Namun, pendekatan berbasis pembelajaran penguatan ini memiliki tradeoff. Karena itu bergantung pada tugas dengan hasil yang dapat diverifikasi, itu unggul dalam matematika dan pemrograman. Namun, itu mungkin berjuang dengan penalaran abstrak dalam hukum, etika, atau pemecahan masalah kreatif. Meskipun penalaran matematika mungkin berlaku untuk domain lain, aplikabilitasnya yang lebih luas masih belum pasti.

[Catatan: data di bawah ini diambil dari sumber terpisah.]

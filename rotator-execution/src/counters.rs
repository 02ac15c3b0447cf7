use crate::error::ThrottleReason;
use chrono::Utc;
use fnv::FnvHashMap;
use parking_lot::Mutex;
use serde::{Deserialize, Serialize};
use std::path::PathBuf;
use std::sync::Arc;
use tracing::{info, warn};

/// Venue weight ceiling a single cycle may consume.
pub const MAX_WEIGHT_PER_CYCLE: u64 = 10_000;

/// Quote requests allowed per cycle in steady state.
pub const DEFAULT_MAX_PER_CYCLE: u32 = 20;

/// Quote requests allowed per cycle while soft risk-off is active.
pub const RISK_OFF_MAX_PER_CYCLE: u32 = 5;

/// Daily quote request quota across all cycles.
pub const DAILY_QUOTE_LIMIT: u32 = 950;

#[derive(Debug, Default)]
struct CycleState {
    requests: u32,
    weight: u64,
    breakdown: FnvHashMap<&'static str, u64>,
    max_per_cycle: u32,
}

/// Per-cycle request count and endpoint weight accounting.
///
/// Reset exactly once at cycle start; all writes serialise through the inner
/// mutex. Cheap to clone, all clones share state.
#[derive(Debug, Clone)]
pub struct CycleCounters {
    state: Arc<Mutex<CycleState>>,
}

impl Default for CycleCounters {
    fn default() -> Self {
        Self::new()
    }
}

/// Snapshot of cycle usage for the end-of-cycle summary line.
#[derive(Debug, Clone, PartialEq, Eq)]
pub struct CycleUsage {
    pub requests: u32,
    pub weight: u64,
    pub breakdown: Vec<(&'static str, u64)>,
}

impl CycleCounters {
    pub fn new() -> Self {
        Self {
            state: Arc::new(Mutex::new(CycleState {
                max_per_cycle: DEFAULT_MAX_PER_CYCLE,
                ..CycleState::default()
            })),
        }
    }

    /// Reset counters at the start of a cycle.
    pub fn reset(&self) {
        let mut state = self.state.lock();
        *state = CycleState {
            max_per_cycle: DEFAULT_MAX_PER_CYCLE,
            ..CycleState::default()
        };
    }

    /// Lower the per-cycle quote cap (risk control).
    pub fn set_cycle_limit(&self, limit: u32) {
        self.state.lock().max_per_cycle = limit.max(1);
    }

    /// Record one executed request and its venue weight.
    pub fn record(&self, endpoint: &'static str, weight: u32) {
        let mut state = self.state.lock();
        state.requests += 1;
        state.weight += u64::from(weight);
        *state.breakdown.entry(endpoint).or_insert(0) += u64::from(weight);
    }

    /// Check the cycle budget before issuing a quote-class request weighing
    /// `next_weight`.
    pub fn check_budget(&self, next_weight: u32) -> Result<(), ThrottleReason> {
        let state = self.state.lock();
        if state.requests >= state.max_per_cycle {
            return Err(ThrottleReason::CycleRequests {
                count: state.requests,
                max: state.max_per_cycle,
            });
        }
        if state.weight + u64::from(next_weight) > MAX_WEIGHT_PER_CYCLE {
            return Err(ThrottleReason::CycleWeight {
                weight: state.weight,
                max: MAX_WEIGHT_PER_CYCLE,
            });
        }
        Ok(())
    }

    pub fn usage(&self) -> CycleUsage {
        let state = self.state.lock();
        let mut breakdown = state
            .breakdown
            .iter()
            .map(|(endpoint, weight)| (*endpoint, *weight))
            .collect::<Vec<_>>();
        breakdown.sort_by(|a, b| b.1.cmp(&a.1).then(a.0.cmp(b.0)));
        CycleUsage {
            requests: state.requests,
            weight: state.weight,
            breakdown,
        }
    }

    /// Emit the per-cycle summary line.
    pub fn log_summary(&self) {
        let usage = self.usage();
        info!(
            requests = usage.requests,
            weight = usage.weight,
            breakdown = ?usage.breakdown,
            "cycle counters"
        );
    }
}

#[derive(Debug, Default, Deserialize, Serialize)]
struct DailyQuotaState {
    date: String,
    count: u32,
}

/// Persistent daily quote counter shared across process invocations.
///
/// Resets when the UTC date rolls over. Load failures degrade to an empty
/// counter rather than blocking the cycle.
#[derive(Debug, Clone)]
pub struct DailyQuota {
    path: PathBuf,
    limit: u32,
}

impl DailyQuota {
    pub fn new(path: impl Into<PathBuf>, limit: u32) -> Self {
        Self {
            path: path.into(),
            limit,
        }
    }

    fn today() -> String {
        Utc::now().format("%Y-%m-%d").to_string()
    }

    fn load(&self) -> DailyQuotaState {
        let state = std::fs::read_to_string(&self.path)
            .ok()
            .and_then(|raw| serde_json::from_str::<DailyQuotaState>(&raw).ok())
            .unwrap_or_default();

        if state.date == Self::today() {
            state
        } else {
            DailyQuotaState {
                date: Self::today(),
                count: 0,
            }
        }
    }

    fn save(&self, state: &DailyQuotaState) {
        if let Some(parent) = self.path.parent() {
            let _ = std::fs::create_dir_all(parent);
        }
        match serde_json::to_string(state) {
            Ok(raw) => {
                if let Err(error) = std::fs::write(&self.path, raw) {
                    warn!(path = %self.path.display(), %error, "failed to persist daily quota");
                }
            }
            Err(error) => warn!(%error, "failed to serialise daily quota"),
        }
    }

    /// Today's consumed quote count.
    pub fn count(&self) -> u32 {
        self.load().count
    }

    /// Record one quote request, returning the new count.
    pub fn increment(&self) -> u32 {
        let mut state = self.load();
        state.count += 1;
        self.save(&state);
        state.count
    }

    /// Check the daily budget before issuing a quote request.
    pub fn check(&self) -> Result<(), ThrottleReason> {
        let count = self.count();
        if count >= self.limit {
            Err(ThrottleReason::DailyQuota {
                count,
                limit: self.limit,
            })
        } else {
            Ok(())
        }
    }
}

#[cfg(test)]
mod tests {
    use super::*;

    #[test]
    fn test_cycle_budget_request_cap() {
        let counters = CycleCounters::new();
        counters.set_cycle_limit(2);
        counters.record("getQuote", 200);
        counters.record("getQuote", 200);

        match counters.check_budget(200) {
            Err(ThrottleReason::CycleRequests { count: 2, max: 2 }) => {}
            other => panic!("unexpected: {other:?}"),
        }
    }

    #[test]
    fn test_cycle_budget_weight_ceiling() {
        let counters = CycleCounters::new();
        counters.record("tradeFlow", 3_000);
        counters.record("exchangeInfo", 3_000);
        counters.record("exchangeInfo", 3_000);
        // 9_000 consumed: another 3_000 would cross the 10_000 ceiling
        assert!(matches!(
            counters.check_budget(3_000),
            Err(ThrottleReason::CycleWeight { .. })
        ));
        // but a light call still fits
        assert!(counters.check_budget(200).is_ok());
    }

    #[test]
    fn test_reset_clears_usage_and_limit() {
        let counters = CycleCounters::new();
        counters.set_cycle_limit(1);
        counters.record("getQuote", 200);
        counters.reset();

        let usage = counters.usage();
        assert_eq!(usage.requests, 0);
        assert_eq!(usage.weight, 0);
        assert!(usage.breakdown.is_empty());
        assert!(counters.check_budget(200).is_ok());
    }

    #[test]
    fn test_daily_quota_rolls_and_limits() {
        let dir = std::env::temp_dir().join(format!("rotator-quota-{}", std::process::id()));
        let path = dir.join("quote_count.json");
        let _ = std::fs::remove_file(&path);

        let quota = DailyQuota::new(&path, 2);
        assert_eq!(quota.count(), 0);
        assert!(quota.check().is_ok());
        quota.increment();
        quota.increment();
        assert!(matches!(
            quota.check(),
            Err(ThrottleReason::DailyQuota { count: 2, limit: 2 })
        ));

        let _ = std::fs::remove_file(&path);
    }
}
use crate::{client::binance::parser::BinanceParser, counters::CycleCounters, error::ClientError};
use fnv::FnvHashMap;
use futures::{StreamExt, stream};
use rotator_integration::{
    backoff::Backoff,
    protocol::http::{public::PublicNoHeaders, rest::RestRequest, rest::client::RestClient},
    rate_limit::RateLimiter,
};
use rust_decimal::Decimal;
use smol_str::SmolStr;
use tracing::warn;

/// Typed request/response records for the public Spot market data endpoints.
pub mod requests;

use requests::{
    GetAvgPrice, GetBookTicker, GetKlines, GetTicker24hr, GetTickerPrice, Kline, KlineParams,
    SymbolParams, Ticker24hrStats,
};

/// Bridge assets tried, in order, when a Convert pair has no direct Spot
/// symbol to reference.
pub const HUB_ASSETS: [&str; 4] = ["USDT", "USDC", "BUSD", "BTC"];

/// Public Spot market data gateway.
///
/// Raw wrappers surface typed errors; the derived helpers (`mid_price`,
/// `price_usdt`, ...) swallow transport failures into `None` since a missing
/// price is an expected, per-symbol outcome for the ranking pipeline.
#[derive(Debug, Clone)]
pub struct MarketDataClient {
    rest_client: RestClient<'static, PublicNoHeaders, BinanceParser>,
    counters: CycleCounters,
    /// In-flight cap applied to per-symbol fan-outs, `qps * 2`.
    fanout_limit: usize,
}

impl MarketDataClient {
    pub fn new(
        base_url: impl Into<String>,
        qps: f64,
        burst: u32,
        backoff: Backoff,
        counters: CycleCounters,
    ) -> Self {
        let rest_client = RestClient::new(base_url.into(), PublicNoHeaders, BinanceParser)
            .with_bucket(RateLimiter::new(qps, burst))
            .with_backoff(backoff);

        Self {
            rest_client,
            counters,
            fanout_limit: ((qps * 2.0).ceil() as usize).max(1),
        }
    }

    /// `symbol` for `asset` quoted in USDT, or `None` for self-pairs
    /// (`USDTUSDT` is meaningless and filtered here, not by callers).
    pub fn usdt_symbol(asset: &str) -> Option<SmolStr> {
        let asset = asset.to_ascii_uppercase();
        if asset.is_empty() || asset == "USDT" {
            return None;
        }
        Some(SmolStr::new(format!("{asset}USDT")))
    }

    /// Last trade price for a single symbol.
    pub async fn ticker_price(&self, symbol: &str) -> Result<Option<Decimal>, ClientError> {
        let request = GetTickerPrice(SymbolParams::one(symbol.to_ascii_uppercase()));
        self.counters.record("ticker/price", 2);
        let rows = self.rest_client.execute(request).await?.into_vec();
        Ok(rows.into_iter().next().map(|row| row.price))
    }

    /// Best bid/ask for a single symbol.
    pub async fn book_ticker(
        &self,
        symbol: &str,
    ) -> Result<Option<requests::BookTickerRow>, ClientError> {
        let request = GetBookTicker(SymbolParams::one(symbol.to_ascii_uppercase()));
        self.counters.record("bookTicker", 2);
        let rows = self.rest_client.execute(request).await?.into_vec();
        Ok(rows.into_iter().next())
    }

    /// Rolling average price for a single symbol.
    pub async fn avg_price(&self, symbol: &str) -> Result<Option<Decimal>, ClientError> {
        let request = GetAvgPrice(SymbolParams::one(symbol.to_ascii_uppercase()));
        self.counters.record("avgPrice", 2);
        let response = self.rest_client.execute(request).await?;
        Ok((response.price > Decimal::ZERO).then_some(response.price))
    }

    /// 24h statistics for one symbol.
    pub async fn ticker_24hr(&self, symbol: &str) -> Result<Option<Ticker24hrStats>, ClientError> {
        let request = GetTicker24hr(SymbolParams::one(symbol.to_ascii_uppercase()));
        self.counters.record("ticker/24hr", request.weight());
        let rows = self.rest_client.execute(request).await?.into_vec();
        Ok(rows.into_iter().next())
    }

    /// 24h statistics for an explicit symbol list (weight 40).
    pub async fn ticker_24hr_many<I, S>(
        &self,
        symbols: I,
    ) -> Result<Vec<Ticker24hrStats>, ClientError>
    where
        I: IntoIterator<Item = S>,
        S: AsRef<str>,
    {
        let request = GetTicker24hr(SymbolParams::many(symbols));
        self.counters.record("ticker/24hr", request.weight());
        Ok(self.rest_client.execute(request).await?.into_vec())
    }

    /// 24h statistics for every symbol (weight 80).
    pub async fn ticker_24hr_all(&self) -> Result<Vec<Ticker24hrStats>, ClientError> {
        let request = GetTicker24hr(SymbolParams::all());
        self.counters.record("ticker/24hr", request.weight());
        Ok(self.rest_client.execute(request).await?.into_vec())
    }

    /// Parsed candlesticks, malformed rows dropped.
    pub async fn klines(
        &self,
        symbol: &str,
        interval: &str,
        limit: u32,
    ) -> Result<Vec<Kline>, ClientError> {
        let request = GetKlines(KlineParams {
            symbol: SmolStr::new(symbol.to_ascii_uppercase()),
            interval: SmolStr::new(interval),
            limit,
        });
        self.counters.record("klines", 2);
        let rows = self.rest_client.execute(request).await?;
        Ok(rows.iter().filter_map(|row| Kline::from_row(row)).collect())
    }

    /// Mid price for a Spot symbol: book-ticker mid when both sides are
    /// positive, falling back to the average-price endpoint.
    pub async fn mid_price(&self, symbol: &str) -> Option<Decimal> {
        match self.book_ticker(symbol).await {
            Ok(Some(book)) => {
                if let Some(mid) = book.mid() {
                    return Some(mid);
                }
            }
            Ok(None) => {}
            Err(error) => warn!(symbol, %error, "bookTicker failed, falling back to avgPrice"),
        }

        match self.avg_price(symbol).await {
            Ok(price) => price,
            Err(error) => {
                warn!(symbol, %error, "avgPrice failed, no price available");
                None
            }
        }
    }

    /// Mid price for a Convert pair `from -> to`: the direct `FROMTO` symbol
    /// first, then a synthetic cross `(from+hub) / (to+hub)` through the hub
    /// priority list.
    pub async fn mid_price_cross(&self, from_asset: &str, to_asset: &str) -> Option<Decimal> {
        let from_asset = from_asset.to_ascii_uppercase();
        let to_asset = to_asset.to_ascii_uppercase();

        let direct = format!("{from_asset}{to_asset}");
        if let Some(mid) = self.mid_price(&direct).await {
            return Some(mid);
        }

        for hub in HUB_ASSETS {
            if hub == from_asset || hub == to_asset {
                continue;
            }
            let leg_from = self.mid_price(&format!("{from_asset}{hub}")).await;
            let leg_to = self.mid_price(&format!("{to_asset}{hub}")).await;
            if let (Some(leg_from), Some(leg_to)) = (leg_from, leg_to) {
                if leg_to > Decimal::ZERO {
                    return Some(leg_from / leg_to);
                }
            }
        }
        None
    }

    /// USDT valuation of one asset: avgPrice first, 24h last price second.
    pub async fn price_usdt(&self, asset: &str) -> Option<Decimal> {
        if asset.eq_ignore_ascii_case("USDT") {
            return Some(Decimal::ONE);
        }
        let symbol = Self::usdt_symbol(asset)?;

        if let Ok(Some(price)) = self.avg_price(&symbol).await {
            return Some(price);
        }
        match self.ticker_24hr(&symbol).await {
            Ok(Some(stats)) if stats.last_price > Decimal::ZERO => Some(stats.last_price),
            _ => None,
        }
    }

    /// Base-asset -> last price map for every `*USDT` symbol, from the
    /// all-symbols 24h ticker snapshot.
    pub async fn usdt_price_map(&self) -> Result<FnvHashMap<SmolStr, Decimal>, ClientError> {
        let stats = self.ticker_24hr_all().await?;
        let mut prices = FnvHashMap::default();
        for row in stats {
            let symbol = row.symbol.as_str();
            if let Some(base) = symbol.strip_suffix("USDT") {
                if !base.is_empty() && row.last_price > Decimal::ZERO {
                    prices.insert(SmolStr::new(base), row.last_price);
                }
            }
        }
        Ok(prices)
    }

    /// Mid prices for many symbols with a bounded fan-out (`qps * 2`
    /// in-flight requests at most).
    pub async fn mid_prices<I, S>(&self, symbols: I) -> FnvHashMap<SmolStr, Decimal>
    where
        I: IntoIterator<Item = S>,
        S: AsRef<str>,
    {
        let symbols = symbols
            .into_iter()
            .map(|symbol| SmolStr::new(symbol.as_ref().to_ascii_uppercase()))
            .collect::<Vec<_>>();

        stream::iter(symbols)
            .map(|symbol| async move {
                let mid = self.mid_price(&symbol).await;
                (symbol, mid)
            })
            .buffer_unordered(self.fanout_limit)
            .filter_map(|(symbol, mid)| async move { mid.map(|mid| (symbol, mid)) })
            .collect()
            .await
    }

    /// `(high - low) / mid` over the last two 1-minute candles, the
    /// volatility input of the composite scoring model.
    pub async fn recent_volatility(&self, symbol: &str, mid_ref: Decimal) -> Option<Decimal> {
        if mid_ref <= Decimal::ZERO {
            return None;
        }
        let klines = self.klines(symbol, "1m", 2).await.ok()?;
        if klines.is_empty() {
            return None;
        }

        let high = klines.iter().map(|kline| kline.high).max()?;
        let low = klines.iter().map(|kline| kline.low).min()?;
        Some((high - low) / mid_ref)
    }
}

Tabel: Perbandingan antara OpenAI’s O3, DeepMind’s Mind Evolution dan DeepSeek’s R1

Masa Depan Penalaran AI

Penalaran simulasi adalah langkah besar menuju membuat AI lebih dapat diandalkan dan cerdas. Saat model-model ini berevolusi, fokus akan bergeser dari sekadar menghasilkan teks ke pengembangan kemampuan pemecahan masalah yang kuat yang menyerupai pemikiran manusia. Kemajuan di masa depan kemungkinan akan fokus pada membuat model AI yang mampu mengidentifikasi dan memperbaiki kesalahan, mengintegrasikan mereka dengan alat eksternal untuk memverifikasi respons, dan mengenali ketidakpastian saat menghadapi informasi yang ambigu. Namun, tantangan kunci adalah menyeimbangkan kedalaman penalaran dengan efisiensi komputasi. Tujuan akhir adalah mengembangkan sistem AI yang secara hati-hati mempertimbangkan respons mereka, memastikan akurasi dan keandalan, mirip dengan ahli manusia yang dengan hati-hati mengevaluasi setiap keputusan sebelum mengambil tindakan.

Dr. Tehseen Zia adalah Profesor Asosiasi Tetap di COMSATS University Islamabad, memegang gelar PhD di AI dari Vienna University of Technology, Austria. Mengkhususkan diri dalam Kecerdasan Buatan, Pembelajaran Mesin, Ilmu Data, dan Penglihatan Komputer, ia telah membuat kontribusi signifikan dengan publikasi di jurnal ilmiah terkemuka. Dr. Tehseen juga telah memimpin berbagai proyek industri sebagai Penyelidik Utama dan menjabat sebagai Konsultan AI.